▶ What is being asked
Copy out each line of the listing below where the string "GroupId" appears.

▶ Input data
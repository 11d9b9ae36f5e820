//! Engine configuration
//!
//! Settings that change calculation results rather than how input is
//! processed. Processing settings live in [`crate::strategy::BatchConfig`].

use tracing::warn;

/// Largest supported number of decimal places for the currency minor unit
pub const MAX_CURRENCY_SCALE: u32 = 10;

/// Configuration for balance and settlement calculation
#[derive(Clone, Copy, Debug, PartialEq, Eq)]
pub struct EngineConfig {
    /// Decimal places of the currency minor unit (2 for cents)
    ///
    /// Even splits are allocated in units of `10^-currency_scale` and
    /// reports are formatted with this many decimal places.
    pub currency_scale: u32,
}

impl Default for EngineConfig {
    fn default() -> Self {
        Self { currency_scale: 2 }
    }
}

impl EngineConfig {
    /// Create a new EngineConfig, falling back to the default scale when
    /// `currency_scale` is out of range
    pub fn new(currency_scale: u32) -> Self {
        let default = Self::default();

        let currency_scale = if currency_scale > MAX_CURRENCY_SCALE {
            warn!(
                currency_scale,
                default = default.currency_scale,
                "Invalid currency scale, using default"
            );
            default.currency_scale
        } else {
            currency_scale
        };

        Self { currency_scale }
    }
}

---

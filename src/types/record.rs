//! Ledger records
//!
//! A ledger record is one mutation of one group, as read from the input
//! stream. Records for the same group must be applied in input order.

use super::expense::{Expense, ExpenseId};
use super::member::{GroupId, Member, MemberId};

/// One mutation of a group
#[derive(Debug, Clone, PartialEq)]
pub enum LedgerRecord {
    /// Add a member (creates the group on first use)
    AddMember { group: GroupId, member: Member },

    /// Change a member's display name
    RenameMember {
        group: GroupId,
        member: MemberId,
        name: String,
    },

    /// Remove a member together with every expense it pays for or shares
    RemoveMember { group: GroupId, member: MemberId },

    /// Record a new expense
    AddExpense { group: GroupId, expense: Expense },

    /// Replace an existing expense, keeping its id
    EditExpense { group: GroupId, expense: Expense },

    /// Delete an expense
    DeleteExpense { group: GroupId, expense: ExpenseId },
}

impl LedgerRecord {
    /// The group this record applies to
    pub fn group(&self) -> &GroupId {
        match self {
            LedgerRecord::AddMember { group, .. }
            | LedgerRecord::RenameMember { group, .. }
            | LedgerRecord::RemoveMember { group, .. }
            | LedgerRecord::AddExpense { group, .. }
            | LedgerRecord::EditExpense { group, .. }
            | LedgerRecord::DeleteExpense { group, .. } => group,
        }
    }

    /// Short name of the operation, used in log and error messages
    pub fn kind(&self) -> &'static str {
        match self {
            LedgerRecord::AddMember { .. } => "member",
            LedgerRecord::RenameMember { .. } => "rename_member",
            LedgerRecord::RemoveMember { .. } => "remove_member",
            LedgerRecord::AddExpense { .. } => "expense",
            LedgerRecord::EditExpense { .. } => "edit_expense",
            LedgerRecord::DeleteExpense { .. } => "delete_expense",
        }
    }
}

▶ Expected output
use super::member::{GroupId, Member, MemberId};
    AddMember { group: GroupId, member: Member },
        group: GroupId,
    RemoveMember { group: GroupId, member: MemberId },
    AddExpense { group: GroupId, expense: Expense },
    EditExpense { group: GroupId, expense: Expense },
    DeleteExpense { group: GroupId, expense: ExpenseId },
    pub fn group(&self) -> &GroupId {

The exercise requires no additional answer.